- Required work: Print the records below verbatim.

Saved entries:
_ _ _ _ _ _ _
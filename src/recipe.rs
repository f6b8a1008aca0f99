//! What [`Liqueur::make`](crate::Liqueur::make) is allowed to use.

use serde::{Deserialize, Serialize};

use crate::ingredient::Ingredient;
use crate::measure::Measure;

/// Which axis gets first pick of the reference volume.
#[derive(Debug, Clone, Copy, Default, PartialEq, Eq, Serialize, Deserialize)]
#[serde(rename_all = "lowercase")]
pub enum Priority {
    #[default]
    Alcohol,
    Syrup,
}

/// What the batch size refers to.
#[derive(Debug, Clone, Copy, Default, PartialEq, Eq, Serialize, Deserialize)]
#[serde(rename_all = "lowercase")]
pub enum BasisSource {
    /// The primary alcohol component
    Alcohol,
    /// The primary syrup component
    Syrup,
    /// The whole composition (virtual components excluded)
    #[default]
    Total,
}

/// Batch size: `value` of `measure` for `source`.
#[derive(Debug, Clone, Copy, PartialEq, Serialize, Deserialize)]
pub struct Basis {
    pub source: BasisSource,
    pub value: f64,
    pub measure: Measure,
}

impl Default for Basis {
    /// One litre of finished liqueur.
    fn default() -> Self {
        Self::total(1000.0, Measure::Milliliter)
    }
}

impl Basis {
    pub fn total(value: f64, measure: Measure) -> Self {
        Self { source: BasisSource::Total, value, measure }
    }

    /// "Use the whole 0.7 L bottle of vodka."
    pub fn alcohol(value: f64, measure: Measure) -> Self {
        Self { source: BasisSource::Alcohol, value, measure }
    }

    pub fn syrup(value: f64, measure: Measure) -> Self {
        Self { source: BasisSource::Syrup, value, measure }
    }
}

/// Secondary ingredients blended in when a primary alone falls short.
#[derive(Debug, Clone, Default, PartialEq)]
pub struct Fallback {
    pub alcohol: Option<Ingredient>,
    pub syrup: Option<Ingredient>,
}

/// Ingredients on hand plus the batch size.
///
/// ```
/// use liqueur::{Basis, Ingredient, Measure, Priority, Recipe};
///
/// let recipe = Recipe::new()
///     .alcohol(Ingredient::alcohol(40.0, Measure::Abv)?)
///     .syrup(Ingredient::syrup(66.67, Measure::Brix)?)
///     .priority(Priority::Syrup)
///     .basis(Basis::total(0.5, Measure::Liter));
/// assert!(recipe.fallback.alcohol.is_none());
/// # Ok::<(), liqueur::LiqueurError>(())
/// ```
#[derive(Debug, Clone, Default, PartialEq)]
pub struct Recipe {
    pub alcohol: Option<Ingredient>,
    pub syrup: Option<Ingredient>,
    pub priority: Priority,
    pub fallback: Fallback,
    /// Fills whatever volume is left; water when unset
    pub buffer: Option<Ingredient>,
    pub basis: Basis,
}

impl Recipe {
    pub fn new() -> Self {
        Self::default()
    }

    pub fn alcohol(mut self, ingredient: Ingredient) -> Self {
        self.alcohol = Some(ingredient);
        self
    }

    pub fn syrup(mut self, ingredient: Ingredient) -> Self {
        self.syrup = Some(ingredient);
        self
    }

    pub fn priority(mut self, priority: Priority) -> Self {
        self.priority = priority;
        self
    }

    pub fn fallback_alcohol(mut self, ingredient: Ingredient) -> Self {
        self.fallback.alcohol = Some(ingredient);
        self
    }

    pub fn fallback_syrup(mut self, ingredient: Ingredient) -> Self {
        self.fallback.syrup = Some(ingredient);
        self
    }

    pub fn buffer(mut self, ingredient: Ingredient) -> Self {
        self.buffer = Some(ingredient);
        self
    }

    pub fn basis(mut self, basis: Basis) -> Self {
        self.basis = basis;
        self
    }
}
_ _ _ _ _ _ _
- Answer box:
filename src/recipe.rs
repository f6b8a1008aca0f99
//! What [`Liqueur::make`](crate::Liqueur::make) is allowed to use.

use serde::{Deserialize, Serialize};

use crate::ingredient::Ingredient;
use crate::measure::Measure;

/// Which axis gets first pick of the reference volume.
#[derive(Debug, Clone, Copy, Default, PartialEq, Eq, Serialize, Deserialize)]
#[serde(rename_all = "lowercase")]
pub enum Priority {
    #[default]
    Alcohol,
    Syrup,
}

/// What the batch size refers to.
#[derive(Debug, Clone, Copy, Default, PartialEq, Eq, Serialize, Deserialize)]
#[serde(rename_all = "lowercase")]
pub enum BasisSource {
    /// The primary alcohol component
    Alcohol,
    /// The primary syrup component
    Syrup,
    /// The whole composition (virtual components excluded)
    #[default]
    Total,
}

/// Batch size: `value` of `measure` for `source`.
#[derive(Debug, Clone, Copy, PartialEq, Serialize, Deserialize)]
pub struct Basis {
    pub source: BasisSource,
    pub value: f64,
    pub measure: Measure,
}

impl Default for Basis {
    /// One litre of finished liqueur.
    fn default() -> Self {
        Self::total(1000.0, Measure::Milliliter)
    }
}

impl Basis {
    pub fn total(value: f64, measure: Measure) -> Self {
        Self { source: BasisSource::Total, value, measure }
    }

    /// "Use the whole 0.7 L bottle of vodka."
    pub fn alcohol(value: f64, measure: Measure) -> Self {
        Self { source: BasisSource::Alcohol, value, measure }
    }

    pub fn syrup(value: f64, measure: Measure) -> Self {
        Self { source: BasisSource::Syrup, value, measure }
    }
}

/// Secondary ingredients blended in when a primary alone falls short.
#[derive(Debug, Clone, Default, PartialEq)]
pub struct Fallback {
    pub alcohol: Option<Ingredient>,
    pub syrup: Option<Ingredient>,
}

/// Ingredients on hand plus the batch size.
///
/// ```
/// use liqueur::{Basis, Ingredient, Measure, Priority, Recipe};
///
/// let recipe = Recipe::new()
///     .alcohol(Ingredient::alcohol(40.0, Measure::Abv)?)
///     .syrup(Ingredient::syrup(66.67, Measure::Brix)?)
///     .priority(Priority::Syrup)
///     .basis(Basis::total(0.5, Measure::Liter));
/// assert!(recipe.fallback.alcohol.is_none());
/// # Ok::<(), liqueur::LiqueurError>(())
/// ```
#[derive(Debug, Clone, Default, PartialEq)]
pub struct Recipe {
    pub alcohol: Option<Ingredient>,
    pub syrup: Option<Ingredient>,
    pub priority: Priority,
    pub fallback: Fallback,
    /// Fills whatever volume is left; water when unset
    pub buffer: Option<Ingredient>,
    pub basis: Basis,
}

impl Recipe {
    pub fn new() -> Self {
        Self::default()
    }

    pub fn alcohol(mut self, ingredient: Ingredient) -> Self {
        self.alcohol = Some(ingredient);
        self
    }

    pub fn syrup(mut self, ingredient: Ingredient) -> Self {
        self.syrup = Some(ingredient);
        self
    }

    pub fn priority(mut self, priority: Priority) -> Self {
        self.priority = priority;
        self
    }

    pub fn fallback_alcohol(mut self, ingredient: Ingredient) -> Self {
        self.fallback.alcohol = Some(ingredient);
        self
    }

    pub fn fallback_syrup(mut self, ingredient: Ingredient) -> Self {
        self.fallback.syrup = Some(ingredient);
        self
    }

    pub fn buffer(mut self, ingredient: Ingredient) -> Self {
        self.buffer = Some(ingredient);
        self
    }

    pub fn basis(mut self, basis: Basis) -> Self {
        self.basis = basis;
        self
    }
}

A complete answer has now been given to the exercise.